Soliton solutions exist for many precisely solvable models, such as the NLSE, coupled NLSE, and KdV equation (Rahman et al. 2021). There are various new methods for obtaining soliton solutions, including; generalized exponential rational function technique (Wang et al. 2023), \((\frac{G'}{G^2})\) -expansion scheme (Bilal et al. 2021), \(\Phi ^6\) -model expansion technique (Seadawy et al. 2021), \(\exp ((-\frac{\psi '}{\psi }) (\eta ) )\) -expansion method (Ghaffar et al. 2020), sub-ODE approach (Rizvi et al. 2020), Kudryashove scheme (Gaber et al. 2019), and many others.

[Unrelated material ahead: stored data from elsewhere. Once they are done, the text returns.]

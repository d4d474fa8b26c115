// SPDX-License-Identifier: MIT OR Apache-2.0
// Copyright (c) 2025 dagflow contributors

//! Run command - submit a run and follow it to completion

use colored::Colorize;
use miette::Result;
use std::collections::BTreeMap;
use std::path::PathBuf;
use std::time::Duration;

use super::{load_manifest, Context};
use crate::artifact::ParamValue;
use crate::cache::ManifestStore;
use crate::client::ManifestSource;
use crate::tracker::Run;
use crate::utils::{create_progress_bar, create_spinner, node_status, print_header, run_progress_message, run_status};

const POLL_INTERVAL: Duration = Duration::from_millis(200);

/// Options of the run command
#[derive(Debug, Clone)]
pub struct RunOptions {
    pub pipeline: PathBuf,
    pub manifest: Option<PathBuf>,
    pub reference: Option<String>,
    pub experiment: String,
    pub experiment_description: Option<String>,
    pub run_name: Option<String>,
    pub params: Vec<String>,
}

/// Run the run command
pub async fn run(ctx: &Context, options: RunOptions) -> Result<()> {
    let params = parse_params(&options.params)?;
    let orchestrator = ctx.orchestrator()?;

    let (source, pipeline_name) = match options.reference {
        Some(reference) => {
            let manifest = orchestrator.manifests().fetch(&reference).await?;
            (ManifestSource::Ref(reference), manifest.name().to_string())
        }
        None => {
            let manifest = load_manifest(&options.pipeline, options.manifest.as_deref())?;
            let name = manifest.name().to_string();
            (ManifestSource::Inline(manifest), name)
        }
    };
    let run_name = options.run_name.unwrap_or_else(|| format!("{}-run", pipeline_name));

    if let Some(description) = options.experiment_description.as_deref() {
        orchestrator
            .create_experiment(&options.experiment, Some(description))
            .await?;
    }

    let spinner = create_spinner("Submitting run...");
    let submitted = orchestrator
        .submit(source, &options.experiment, &run_name, params)
        .await;
    spinner.finish_and_clear();
    let run_id = submitted?;
    println!("{} Submitted run {}", "✓".green(), run_id.cyan());

    let snapshot = orchestrator.get_run(&run_id).await?;
    let pb = create_progress_bar(snapshot.nodes.len() as u64, &run_name);
    let finished = loop {
        tokio::select! {
            done = orchestrator.wait(&run_id) => break done?,
            _ = tokio::signal::ctrl_c() => {
                pb.println(format!("{} Cancelling run {}", "⚠".yellow(), run_id));
                orchestrator.cancel(&run_id).await?;
            }
            _ = tokio::time::sleep(POLL_INTERVAL) => {
                let current = orchestrator.get_run(&run_id).await?;
                pb.set_position(current.finished_nodes() as u64);
                pb.set_message(run_progress_message(&current));
            }
        }
    };
    pb.finish_and_clear();

    print_run(&finished, ctx.verbose);
    Ok(())
}

/// Print a run with its node states
pub fn print_run(run: &Run, verbose: bool) {
    println!();
    print_header(&format!("Run {} ({})", run.run_name, run.run_id));
    println!("  Pipeline: {}", run.pipeline_name);
    println!("  Status:   {}", run_status(run.status));
    if verbose {
        println!("  Manifest: {}", run.manifest_ref.dimmed());
        for (name, value) in &run.params {
            println!("  Param:    {} = {}", name, value);
        }
    }
    println!();
    for (id, node) in &run.nodes {
        let (marker, label) = node_status(node.status);
        let reason = node
            .reason
            .as_deref()
            .map(|r| format!(" - {}", r))
            .unwrap_or_default();
        println!("  {} {} {}{}", marker, id, label, reason.dimmed());
        if verbose {
            for (output, value) in &node.outputs {
                println!("      {} = {}", output, value.to_string().dimmed());
            }
        }
    }
}

/// Parse repeated `key=value` parameters
pub fn parse_params(raw: &[String]) -> Result<BTreeMap<String, ParamValue>> {
    let mut params = BTreeMap::new();
    for item in raw {
        let (key, value) = item
            .split_once('=')
            .ok_or_else(|| miette::miette!("Invalid parameter '{}': expected KEY=VALUE", item))?;
        let key = key.trim();
        if key.is_empty() {
            return Err(miette::miette!("Invalid parameter '{}': empty key", item));
        }
        params.insert(key.to_string(), ParamValue::parse_lenient(value));
    }
    Ok(params)
}
// SPDX-License-Identifier: MIT OR Apache-2.0
// Copyright (c) 2025 dagflow contributors

//! Pipeline compiler
//!
//! Turns a sealed [`Pipeline`] into a [`Manifest`]. Compilation is pure and
//! deterministic: every collection in the output is ordered, so structurally
//! identical pipelines produce byte-identical manifests.

mod manifest;

pub use manifest::{
    Manifest, ManifestEdge, ManifestNode, NodeInput, NodeOutput, PipelineInfo, API_VERSION,
};

use std::collections::HashSet;
use tracing::debug;

use crate::artifact::ArtifactId;
use crate::errors::DagflowError;
use crate::pipeline::{derive_edges, Pipeline, TaskGraph, TaskNode};

/// Pipeline compiler
pub struct Compiler;

impl Compiler {
    /// Compile a sealed pipeline
    pub fn compile(pipeline: &Pipeline) -> Result<Manifest, DagflowError> {
        Self::check_consistency(pipeline)?;

        let mut parameters = pipeline.params.clone();
        parameters.sort_by(|a, b| a.name.cmp(&b.name));

        let mut nodes: Vec<ManifestNode> = pipeline.nodes.iter().map(Self::compile_node).collect();
        nodes.sort_by(|a, b| a.id.cmp(&b.id));

        let edges = pipeline
            .edges
            .iter()
            .map(|(from, to)| ManifestEdge {
                from: from.clone(),
                to: to.clone(),
            })
            .collect();

        let manifest = Manifest {
            api_version: API_VERSION.to_string(),
            pipeline: PipelineInfo {
                name: pipeline.name.clone(),
                description: pipeline.description.clone(),
            },
            parameters,
            nodes,
            edges,
        };
        debug!(pipeline = %pipeline.name, nodes = manifest.nodes.len(), "Compiled manifest");
        Ok(manifest)
    }

    fn compile_node(node: &TaskNode) -> ManifestNode {
        let mut inputs: Vec<NodeInput> = node
            .definition
            .inputs
            .iter()
            .map(|spec| NodeInput {
                name: spec.name.clone(),
                data_type: spec.data_type,
                binding: node.bindings.get(&spec.name).cloned(),
                default: spec.default.clone(),
            })
            .collect();
        inputs.sort_by(|a, b| a.name.cmp(&b.name));

        let outputs = node
            .definition
            .outputs
            .iter()
            .zip(&node.outputs)
            .map(|(spec, artifact)| NodeOutput {
                name: spec.name.clone(),
                data_type: spec.data_type,
                artifact: artifact.clone(),
            })
            .collect();

        ManifestNode {
            id: node.id.clone(),
            name: node.name.clone(),
            component: node.definition.name.clone(),
            inputs,
            outputs,
            resources: node.resources.clone(),
            condition: node.condition.clone(),
            body: node.definition.body.clone(),
        }
    }

    /// Re-check the invariants `seal` established
    fn check_consistency(pipeline: &Pipeline) -> Result<(), DagflowError> {
        let broken = |reason: String| DagflowError::PrecompiledState { reason };

        if pipeline.nodes.is_empty() {
            return Err(broken("pipeline has no nodes".into()));
        }

        let mut ids = HashSet::new();
        for node in &pipeline.nodes {
            if !ids.insert(node.id.as_str()) {
                return Err(broken(format!("duplicate node id '{}'", node.id)));
            }

            let expected: Vec<ArtifactId> = node
                .definition
                .outputs
                .iter()
                .map(|o| ArtifactId::output(&node.id, &o.name))
                .collect();
            if node.outputs != expected {
                return Err(broken(format!("outputs of node '{}' do not match its definition", node.id)));
            }
            for artifact in &node.outputs {
                if pipeline.registry.get(artifact).is_none() {
                    return Err(broken(format!("artifact '{}' is not registered", artifact)));
                }
            }

            for input in &node.definition.inputs {
                if input.default.is_none() && !node.bindings.contains_key(&input.name) {
                    return Err(broken(format!("input '{}.{}' is unbound", node.id, input.name)));
                }
            }
            for dep in node.dependencies() {
                if !ids.contains(dep) && pipeline.node(dep).is_none() {
                    return Err(broken(format!("node '{}' depends on unknown node '{}'", node.id, dep)));
                }
            }
        }

        if derive_edges(&pipeline.nodes) != pipeline.edges {
            return Err(broken("edge list does not match node bindings".into()));
        }

        let graph = TaskGraph::from_edges(
            pipeline.nodes.iter().map(|n| n.id.as_str()),
            pipeline.edges.iter().map(|(a, b)| (a.as_str(), b.as_str())),
        );
        graph.validate_acyclic().map_err(|e| broken(e.to_string()))
    }
}

/// Compile a sealed pipeline into a manifest
pub fn compile(pipeline: &Pipeline) -> Result<Manifest, DagflowError> {
    Compiler::compile(pipeline)
}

Solitary waves can arise when the effects of dispersion and nonlinearity are precisely balanced. While nonlinearity tends to make the slope steeper, dispersion attempts to flatten it. The solitary wave emerges between these two dangerous, destructive forces. So, the balance between nonlinearity and dispersion is what causes solitary waves to exist (Ma 2019; Chen et al. 2022; Li 2020; Gai et al. 2019). As a result, the solitary waves are enormously strong. Solitons or solitary waves cannot be accurately described by linear equations. Solitons are single elevations, such as thickenings, which propagate as a singular entity with a specific speed, as opposed to ordinary waves, which represent a temporal periodical repetition of crests and troughs on a water surface and compressions of a density. Solitons have a unique history. Solitons can be categorized in a lot of different ways. As an example, here are topological and non-topological solitons (Seadawy et al. 2019; Aly 2024). By comparing their profiles, all solitons can be split into two groups: permanent and time-dependent, regardless of their topological nature. For example, all breathers have internal dynamics, even though they are static, but kink solitons have a permanent pattern. As a result, their shape changes over time. The third technique for categorizing solitons is to use nonlinear equations to explain their evolution (Ma and Li 2024a, b).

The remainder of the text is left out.